One of the issues was working with biochemical assays on small amount of ejaculates that presented practical challenges, particularly tiny sample volumes and the need for high dilutions. To ensure reliable data, we had an expert Dr Asif Ahmed in our group who followed established protocols, used consistent sample handling and standard curves, and validated technical precision with replicate measurements. These steps were ensuring to understand that patterns reflected biological signal rather than measurement artefacts. 

Two things stood out in our results. First, egg protein responded strongly to fluctuating salinity, but egg lipids and glycogen did not. That pattern hints that fluctuating stress may disproportionately disrupt pathways tied to protein provisioning (for example, via endocrine sensitivity of vitellogenesis), while females may preserve certain energy stores (e.g., lipids and glycogen) under stress while protein provisioning is more constrained. 

Second, we expected stress to generally suppress male investment, but we found a striking age-by-history pattern: older males from fluctuating salinity produced ejaculates with particularly high glycogen content, hinting at context-dependent late-life allocation strategies. This is consistent with the idea that late-life reproductive decisions can be strategic, especially when ageing and prior stress push individuals toward terminal reproductive investment, that is, making the most of current opportunities when future reproduction is uncertain. 

The next step would be to connect macronutrient allocation to functional outcomes. For example: do changes in egg protein translate into differences in offspring growth or survival? Or, do shifts in ejaculate glycogen translate into measurable differences in sperm performance or competitive fertilisation success? Our study identifies the physiological changes; future work can test how those changes play out under realistic mating and environmental scenarios, especially under the kinds of fluctuating regimes predicted to become more common in the future. 

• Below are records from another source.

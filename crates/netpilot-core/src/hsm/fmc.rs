//! Fixed-mobile convergence: while enabled, a mobile connection that comes
//! up under wifi takes the default route and wifi keeps only its subnet
//! routes.

use serde::{Deserialize, Serialize};
use tracing::{debug, info};

use super::message::Message;
use super::{Disposition, StateId};
use crate::connectivity::Connectivity;
use crate::tracker::TrackerEvent;
use crate::types::{DetailedState, NetworkType, State};

#[derive(Debug, Clone, Copy, Default, PartialEq, Eq, Serialize, Deserialize)]
#[serde(rename_all = "snake_case")]
pub enum FmcStatus {
    #[default]
    Disabled,
    Enabled,
    Active,
}

fn is_disconnect(info: &crate::types::NetworkInfo) -> bool {
    matches!(info.state, State::Disconnected | State::Suspended)
        && info.detailed_state != DetailedState::Idle
}

fn restore_wifi(ctx: &mut Connectivity) {
    let wifi = NetworkType::WIFI;
    if let Some(lp) = ctx.registry.current_lp(wifi).cloned() {
        let metric = ctx.registry.attrs(wifi).and_then(|a| a.metric);
        ctx.reconciler.restore_default_routes(&lp, metric);
    }
    if ctx.is_connected(wifi) {
        ctx.active_default = Some(wifi);
        ctx.inet.primary.reset(Some(wifi));
        ctx.handle_dns_configuration_change(wifi);
    } else {
        ctx.active_default = None;
        ctx.inet.primary.reset(None);
    }
}

pub(crate) fn enter_initial(ctx: &mut Connectivity) {
    if ctx.fmc == FmcStatus::Active {
        ctx.fmc = FmcStatus::Enabled;
    }
}

pub(crate) fn handle_initial(ctx: &mut Connectivity, msg: &mut Message) -> Disposition {
    match msg {
        Message::StartFmc => {
            info!("FMC enabled");
            ctx.fmc = FmcStatus::Enabled;
            Disposition::Handled
        }
        Message::StopFmc => {
            info!("FMC disabled");
            ctx.fmc = FmcStatus::Disabled;
            Disposition::Handled
        }
        Message::Tracker(TrackerEvent::StateChanged(info))
            if info.network_type == NetworkType::MOBILE
                && info.state == State::Connected
                && ctx.fmc == FmcStatus::Enabled
                && ctx.active_default == Some(NetworkType::WIFI) =>
        {
            Disposition::DeferTo(StateId::FmcActive)
        }
        _ => Disposition::NotHandled,
    }
}

pub(crate) fn enter_active(ctx: &mut Connectivity) {
    ctx.fmc = FmcStatus::Active;
    if let Some(lp) = ctx.registry.current_lp(NetworkType::WIFI).cloned() {
        info!(target: "route", "FMC active, pulling wifi default routes");
        ctx.reconciler.remove_default_routes(&lp);
    }
}

pub(crate) fn handle_active(ctx: &mut Connectivity, msg: &mut Message) -> Disposition {
    match msg {
        Message::StartFmc => Disposition::Handled,
        Message::StopFmc => {
            info!("FMC stopped, returning default to wifi");
            restore_wifi(ctx);
            ctx.teardown(NetworkType::MOBILE);
            ctx.fmc = FmcStatus::Disabled;
            Disposition::DeferTo(StateId::FmcInitial)
        }
        Message::Tracker(TrackerEvent::StateChanged(info)) => {
            let info = info.clone();
            match info.network_type {
                NetworkType::MOBILE if info.state == State::Connected => {
                    ctx.active_default = Some(NetworkType::MOBILE);
                    ctx.inet.primary.reset(Some(NetworkType::MOBILE));
                    ctx.complete_connect(&info);
                    Disposition::Handled
                }
                NetworkType::MOBILE if is_disconnect(&info) => {
                    debug!("Mobile left during FMC");
                    restore_wifi(ctx);
                    Disposition::DeferTo(StateId::FmcInitial)
                }
                NetworkType::WIFI if is_disconnect(&info) => {
                    Disposition::DeferTo(StateId::FmcInitial)
                }
                _ => Disposition::NotHandled,
            }
        }
        _ => Disposition::NotHandled,
    }
}
#![cfg(target_os = "linux")]

use std::collections::HashMap;
use std::sync::Arc;
use std::time::Duration;

use tokio::net::UnixListener;
use tokio::sync::Notify;

use netpilot_client::{ClientConfig, DaemonClient};
use netpilot_core::{NetworkType, Variant};
use netpilot_daemon::{config::DaemonConfig, server, state::Daemon};
use netpilot_ipc::{AuthorizationTier, ErrorCode, NetworkTypeRequest, RequestBody, ResponseBody};

#[tokio::test(flavor = "current_thread")]
async fn status_queries_and_tier_checks_over_the_socket() {
    let root = tempfile::tempdir().expect("tempdir");
    let socket_path = root.path().join("netpilotd.sock");

    let mut config = DaemonConfig::from_env();
    config.socket_path = socket_path.clone();
    config.root_path = root.path().to_path_buf();
    config.kernel_routes = false;
    config.interfaces = Vec::new();
    config.interface_dns = HashMap::new();
    config.admin_group = "netpilot-test-admin-nobody".to_string();
    config.operator_group = "netpilot-test-operator-nobody".to_string();

    let daemon = tokio::task::spawn_blocking(move || Daemon::build(config))
        .await
        .expect("join build")
        .expect("build daemon");
    let listener = UnixListener::bind(&socket_path).expect("bind socket");

    let shutdown = Arc::new(Notify::new());
    let server_state = Arc::clone(&daemon.state);
    let server_shutdown = Arc::clone(&shutdown);
    let server_task = tokio::spawn(async move {
        server::run(listener, server_state, server_shutdown).await;
    });

    tokio::time::sleep(Duration::from_millis(50)).await;

    let mut client = DaemonClient::connect_with_config(ClientConfig {
        socket_path: socket_path.clone(),
        client_name: "daemon-test".to_string(),
        client_version: "test".to_string(),
        ..Default::default()
    })
    .await
    .expect("connect");
    let authz = client.info().expect("handshake info").authz.clone();

    let health = client.health().await.expect("health");
    assert!(health.ok);

    let status = client.status().await.expect("status");
    assert_eq!(status.variant, Variant::Single);
    assert!(status.trackers.is_empty());
    assert_eq!(status.active_default, None);
    assert_eq!(status.network_preference, NetworkType::WIFI);

    let active = client.active_network_info().await.expect("active info");
    assert_eq!(active, None);
    assert!(client.all_network_info().await.expect("all info").is_empty());

    // Configured in the default table, but nothing tracks it.
    let supported = client
        .is_network_supported(NetworkType::WIFI)
        .await
        .expect("supported");
    assert!(!supported);

    let response = client
        .request(RequestBody::NetworkInfoGet(NetworkTypeRequest {
            network_type: NetworkType::WIMAX,
        }))
        .await
        .expect("network info request");
    match response {
        ResponseBody::Err(err) => assert_eq!(err.code, ErrorCode::NotSupported),
        other => panic!("expected not supported, got {other:?}"),
    }

    let response = client
        .request(RequestBody::SwitchConnectivity(NetworkTypeRequest {
            network_type: NetworkType::ETHERNET,
        }))
        .await
        .expect("switch request");
    if authz.role < AuthorizationTier::Admin {
        match response {
            ResponseBody::Err(err) => assert_eq!(err.code, ErrorCode::Forbidden),
            other => panic!("expected forbidden, got {other:?}"),
        }
    }

    let records = client.recent_broadcasts(8).await.expect("broadcasts");
    assert!(records.len() <= 8);
    assert!(records.windows(2).all(|w| w[0].seq < w[1].seq));

    shutdown.notify_waiters();
    let _ = server_task.await;
    let service = daemon.service;
    tokio::task::spawn_blocking(move || service.shutdown())
        .await
        .expect("service shutdown");
}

A male mosquitofish approaching a female mosquitofish with his gonopodium swing forward towards female gonopore. Another male mosquitofish in the background (Credit: Andrew Kahn)

About the author

I  am an early-career behavioural and evolutionary biologist. As a Forrest Research Fellow, I am currently based at the University of Western Australia. I grew up in a densely populated city, so unlike many of my peers, I developed passion for ecology quite late in my career. I used to go birding and butterflying during my undergrad, and started appreciating the role and value of nature more closely since then. My current research obsession is understanding how environmental change, especially human-driven stressors, affects animal behaviour, life-history trade-offs, and reproduction. 

Outside of research, I love getting outdoors, especially for a bushwalking (as we call it here in Australia). I allocate most of my weekend mornings for a walk through Kings Park in Perth. My campus also sits alongside the Swan River, and I’ve been making a more intentional habit of taking my lunch break by the water, where you can sometimes even spot dolphins.  

Being in academia is my dream turned into reality and love that I get to ask research questions for work and get paid to answer them through experiments. But like many early-career researchers, I feel the challenges and uncertainties of securing a stable position and research fundings in academia is pretty intense. A lot of my questions need controlled lab experiments, which means I’m always on the lookout for chasing funding to keep the lab supplies going which can take some fun out of doing the actual science. What helps is finding experienced collaborators and mentors who care about rigour and people, and building a research community that makes space for both. 

If I could give my younger, and even current self one piece of advice, it would be: take it easy. We live in a world that is designed to be overwhelming and fast-paced. Everyone is hustling and we, including me, need to slow down and touch the grass more often.